Nucléations homogène et hétérogène

La théorie de la nucléation permet de décrire la première étape d’un changement de phase : nous l’appliquons ici à la formation des cristaux de CO2, à partir du mélange de gaz que constitue l’air martien. D’une certaine façon la nucléation est à l’apparition d’une nouvelle phase ce qu’une étincelle est au déclenchement et à la propagation d’un incendie.
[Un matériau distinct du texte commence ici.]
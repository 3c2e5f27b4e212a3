//! Storage error types.
//!
//! This module defines every error the artifact store, the grant index and
//! the revocation coordinator can report. Not-found on `find` is not an error:
//! lookups of missing or expired artifacts resolve to `Ok(None)`.

use std::fmt;

/// Errors that can occur while storing, consuming, destroying or revoking
/// artifacts.
#[derive(Debug, thiserror::Error)]
pub enum StoreError {
    /// A required backing resource is not configured.
    ///
    /// Raised once, at construction time, and must abort initialization.
    #[error("Configuration error: {message}")]
    Configuration {
        /// Description of the missing or invalid setting.
        message: String,
    },

    /// A mutating call was made through the rejecting store of an
    /// unrecognized artifact kind.
    #[error("Unsupported artifact kind: {kind}")]
    UnsupportedKind {
        /// The kind name that was requested.
        kind: String,
    },

    /// The artifact does not exist or has already expired.
    #[error("Artifact not found: {kind}/{id}")]
    NotFound {
        /// The artifact kind.
        kind: String,
        /// The artifact identifier.
        id: String,
    },

    /// The backing store reported a failure.
    #[error("Backend error: {message}")]
    Backend {
        /// Description of the backend failure.
        message: String,
    },

    /// An artifact record could not be encoded or decoded.
    #[error("Serialization error: {0}")]
    Serialization(#[from] serde_json::Error),

    /// Some deletes of a grant revocation failed.
    ///
    /// The successful deletes are not rolled back and nothing is retried.
    #[error("Partial revocation of grant {grant_id}: {failed} of {attempted} deletes failed")]
    PartialRevocation {
        /// The grant being revoked.
        grant_id: String,
        /// Number of deletes that failed.
        failed: usize,
        /// Number of deletes that were issued.
        attempted: usize,
        /// Storage keys whose delete failed.
        failed_keys: Vec<String>,
    },
}

impl StoreError {
    /// Creates a new `Configuration` error.
    #[must_use]
    pub fn configuration(message: impl Into<String>) -> Self {
        Self::Configuration {
            message: message.into(),
        }
    }

    /// Creates a new `UnsupportedKind` error.
    #[must_use]
    pub fn unsupported_kind(kind: impl Into<String>) -> Self {
        Self::UnsupportedKind { kind: kind.into() }
    }

    /// Creates a new `NotFound` error.
    #[must_use]
    pub fn not_found(kind: impl Into<String>, id: impl Into<String>) -> Self {
        Self::NotFound {
            kind: kind.into(),
            id: id.into(),
        }
    }

    /// Creates a new `Backend` error.
    #[must_use]
    pub fn backend(message: impl Into<String>) -> Self {
        Self::Backend {
            message: message.into(),
        }
    }

    /// Returns `true` if this is a configuration error.
    #[must_use]
    pub fn is_configuration(&self) -> bool {
        matches!(self, Self::Configuration { .. })
    }

    /// Returns `true` if this is an unsupported kind error.
    #[must_use]
    pub fn is_unsupported_kind(&self) -> bool {
        matches!(self, Self::UnsupportedKind { .. })
    }

    /// Returns `true` if this is a not found error.
    #[must_use]
    pub fn is_not_found(&self) -> bool {
        matches!(self, Self::NotFound { .. })
    }

    /// Returns `true` if this is a backend error.
    #[must_use]
    pub fn is_backend(&self) -> bool {
        matches!(self, Self::Backend { .. })
    }

    /// Returns `true` if this is a partial revocation error.
    #[must_use]
    pub fn is_partial_revocation(&self) -> bool {
        matches!(self, Self::PartialRevocation { .. })
    }

    /// Returns the error category for logging purposes.
    #[must_use]
    pub fn category(&self) -> ErrorCategory {
        match self {
            Self::Configuration { .. } => ErrorCategory::Configuration,
            Self::UnsupportedKind { .. } | Self::NotFound { .. } => ErrorCategory::Caller,
            Self::Backend { .. } | Self::PartialRevocation { .. } => ErrorCategory::Backend,
            Self::Serialization(_) => ErrorCategory::Data,
        }
    }
}

/// Coarse classification of storage errors.
#[derive(Debug, Clone, Copy, PartialEq, Eq)]
pub enum ErrorCategory {
    /// Fatal startup misconfiguration.
    Configuration,
    /// The caller asked for something the store cannot do.
    Caller,
    /// Transient failure of the backing store.
    Backend,
    /// Malformed stored data.
    Data,
}

impl fmt::Display for ErrorCategory {
    fn fmt(&self, f: &mut fmt::Formatter<'_>) -> fmt::Result {
        match self {
            Self::Configuration => write!(f, "configuration"),
            Self::Caller => write!(f, "caller"),
            Self::Backend => write!(f, "backend"),
            Self::Data => write!(f, "data"),
        }
    }
}

/// Result type for storage operations.
pub type StoreResult<T> = Result<T, StoreError>;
Cette étincelle consiste dans notre cas à la formation d’embryons (agrégats de molécules) de la phase de glace dans la phase vapeur.

La nucléation abordée dans le cadre de cette partie suit les principes de la théorie classique de nucléation (souvent désignée par l’acronyme CNT, pour Classical Nucleation Theory en anglais) ap- pliquée à un composé. Un abondant développement de ces principes peut être trouvé dans plusieurs ouvrages (Vehkamäki, 2006; Seinfeld and Pandis, 2006; Pruppacher and Klett, 2010). Les parties ci-dessous reprennent les points importants nécessaires à la compréhension de notre étude.

Nous rappellerons simplement que l’hypothèse majeure de la CNT consiste en l’approximation de capillarité. Cette approximation consiste à supposer que les propriétés de la phase condensée à l’échelle macroscopique se retrouvent à l’échelle microscopique. Ainsi l’énergie de surface de la phase condensée (σ) est bien définie quel que soit le nombre de molécules considérées. Il en va de même pour d’autres grandeurs, comme par exemple la masse volumique de la phase condensée (ρi).